* **Instructions to follow**
Give again, exactly as written, each line of the material below starting at the line that contains "status cannot be" and ending at the line that contains "async fn run(config: ServerConfig)". Both ends count, and no other line does.

○ ○ ○ ○ ○

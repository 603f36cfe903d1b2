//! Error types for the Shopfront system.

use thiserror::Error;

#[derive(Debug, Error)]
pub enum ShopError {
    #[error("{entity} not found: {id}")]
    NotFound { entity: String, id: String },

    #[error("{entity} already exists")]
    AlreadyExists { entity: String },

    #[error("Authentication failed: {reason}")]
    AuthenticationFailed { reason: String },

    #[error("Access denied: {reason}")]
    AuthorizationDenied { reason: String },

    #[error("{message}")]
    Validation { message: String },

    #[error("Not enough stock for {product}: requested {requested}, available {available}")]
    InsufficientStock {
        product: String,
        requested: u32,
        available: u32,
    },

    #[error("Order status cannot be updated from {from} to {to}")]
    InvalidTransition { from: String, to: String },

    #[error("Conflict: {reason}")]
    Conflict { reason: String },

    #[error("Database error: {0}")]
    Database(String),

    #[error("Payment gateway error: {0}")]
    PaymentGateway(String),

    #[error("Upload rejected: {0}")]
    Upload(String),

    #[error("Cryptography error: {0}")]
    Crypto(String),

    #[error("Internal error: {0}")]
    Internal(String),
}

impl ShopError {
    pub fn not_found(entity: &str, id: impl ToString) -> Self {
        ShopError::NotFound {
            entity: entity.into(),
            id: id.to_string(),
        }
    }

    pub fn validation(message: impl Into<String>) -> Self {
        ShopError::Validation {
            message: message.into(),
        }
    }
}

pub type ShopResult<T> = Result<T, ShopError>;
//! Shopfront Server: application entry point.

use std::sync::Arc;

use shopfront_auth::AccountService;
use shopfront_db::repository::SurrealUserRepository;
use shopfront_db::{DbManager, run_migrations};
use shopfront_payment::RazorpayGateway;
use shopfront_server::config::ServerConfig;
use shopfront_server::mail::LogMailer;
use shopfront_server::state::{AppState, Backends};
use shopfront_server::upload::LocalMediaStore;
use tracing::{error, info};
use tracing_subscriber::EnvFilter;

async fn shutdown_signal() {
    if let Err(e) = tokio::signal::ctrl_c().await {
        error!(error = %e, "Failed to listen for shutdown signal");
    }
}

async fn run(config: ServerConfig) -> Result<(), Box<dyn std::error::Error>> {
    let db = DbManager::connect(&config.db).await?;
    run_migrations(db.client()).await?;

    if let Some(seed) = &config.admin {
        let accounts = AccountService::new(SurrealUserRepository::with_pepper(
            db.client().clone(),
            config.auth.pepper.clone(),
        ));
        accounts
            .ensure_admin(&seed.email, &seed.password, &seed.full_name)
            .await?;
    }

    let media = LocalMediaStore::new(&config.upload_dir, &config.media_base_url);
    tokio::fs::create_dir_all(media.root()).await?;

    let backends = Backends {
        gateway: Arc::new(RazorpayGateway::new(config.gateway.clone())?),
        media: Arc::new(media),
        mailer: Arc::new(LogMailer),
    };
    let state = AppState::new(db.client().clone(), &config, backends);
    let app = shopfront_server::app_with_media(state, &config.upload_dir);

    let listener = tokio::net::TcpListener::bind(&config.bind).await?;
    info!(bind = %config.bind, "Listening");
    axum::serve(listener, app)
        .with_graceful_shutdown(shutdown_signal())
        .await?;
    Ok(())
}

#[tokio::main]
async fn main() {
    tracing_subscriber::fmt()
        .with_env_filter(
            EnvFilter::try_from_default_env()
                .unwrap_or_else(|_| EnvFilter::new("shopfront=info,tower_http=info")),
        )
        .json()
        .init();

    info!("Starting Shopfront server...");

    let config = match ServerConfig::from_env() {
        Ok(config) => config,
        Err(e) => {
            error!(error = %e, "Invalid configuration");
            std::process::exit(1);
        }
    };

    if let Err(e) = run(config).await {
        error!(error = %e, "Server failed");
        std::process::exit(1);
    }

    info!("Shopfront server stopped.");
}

○ ○ ○ ○ ○

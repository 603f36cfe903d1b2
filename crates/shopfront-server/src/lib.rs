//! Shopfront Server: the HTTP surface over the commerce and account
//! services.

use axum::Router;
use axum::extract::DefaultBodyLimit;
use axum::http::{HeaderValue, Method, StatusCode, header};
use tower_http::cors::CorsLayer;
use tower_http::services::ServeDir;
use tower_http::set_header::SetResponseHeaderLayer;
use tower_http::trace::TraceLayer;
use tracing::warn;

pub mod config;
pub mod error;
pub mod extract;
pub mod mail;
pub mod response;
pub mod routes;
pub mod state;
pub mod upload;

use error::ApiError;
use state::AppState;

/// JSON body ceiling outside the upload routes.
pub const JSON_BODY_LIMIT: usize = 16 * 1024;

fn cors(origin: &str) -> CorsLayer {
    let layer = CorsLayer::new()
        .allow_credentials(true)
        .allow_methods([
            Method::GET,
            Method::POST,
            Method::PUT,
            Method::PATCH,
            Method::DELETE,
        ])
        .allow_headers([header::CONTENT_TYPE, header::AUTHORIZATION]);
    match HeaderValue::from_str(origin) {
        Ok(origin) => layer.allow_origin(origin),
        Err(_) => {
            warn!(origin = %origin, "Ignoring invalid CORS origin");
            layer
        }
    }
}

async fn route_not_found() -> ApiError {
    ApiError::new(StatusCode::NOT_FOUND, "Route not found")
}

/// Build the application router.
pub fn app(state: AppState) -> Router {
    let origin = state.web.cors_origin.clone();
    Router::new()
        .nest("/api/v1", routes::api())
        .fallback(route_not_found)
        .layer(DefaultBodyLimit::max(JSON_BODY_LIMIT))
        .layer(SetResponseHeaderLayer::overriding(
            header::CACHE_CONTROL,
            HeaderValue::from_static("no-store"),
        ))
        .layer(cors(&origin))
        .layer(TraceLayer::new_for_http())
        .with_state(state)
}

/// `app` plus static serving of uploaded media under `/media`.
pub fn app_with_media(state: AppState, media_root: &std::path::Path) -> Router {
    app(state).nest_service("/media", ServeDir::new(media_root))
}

○ ○ ○ ○ ○

* **Answer to this exercise**
    #[error("Order status cannot be updated from {from} to {to}")]
    InvalidTransition { from: String, to: String },

    #[error("Conflict: {reason}")]
    Conflict { reason: String },

    #[error("Database error: {0}")]
    Database(String),

    #[error("Payment gateway error: {0}")]
    PaymentGateway(String),

    #[error("Upload rejected: {0}")]
    Upload(String),

    #[error("Cryptography error: {0}")]
    Crypto(String),

    #[error("Internal error: {0}")]
    Internal(String),
}

impl ShopError {
    pub fn not_found(entity: &str, id: impl ToString) -> Self {
        ShopError::NotFound {
            entity: entity.into(),
            id: id.to_string(),
        }
    }

    pub fn validation(message: impl Into<String>) -> Self {
        ShopError::Validation {
            message: message.into(),
        }
    }
}

pub type ShopResult<T> = Result<T, ShopError>;
//! Shopfront Server: application entry point.

use std::sync::Arc;

use shopfront_auth::AccountService;
use shopfront_db::repository::SurrealUserRepository;
use shopfront_db::{DbManager, run_migrations};
use shopfront_payment::RazorpayGateway;
use shopfront_server::config::ServerConfig;
use shopfront_server::mail::LogMailer;
use shopfront_server::state::{AppState, Backends};
use shopfront_server::upload::LocalMediaStore;
use tracing::{error, info};
use tracing_subscriber::EnvFilter;

async fn shutdown_signal() {
    if let Err(e) = tokio::signal::ctrl_c().await {
        error!(error = %e, "Failed to listen for shutdown signal");
    }
}

async fn run(config: ServerConfig) -> Result<(), Box<dyn std::error::Error>> {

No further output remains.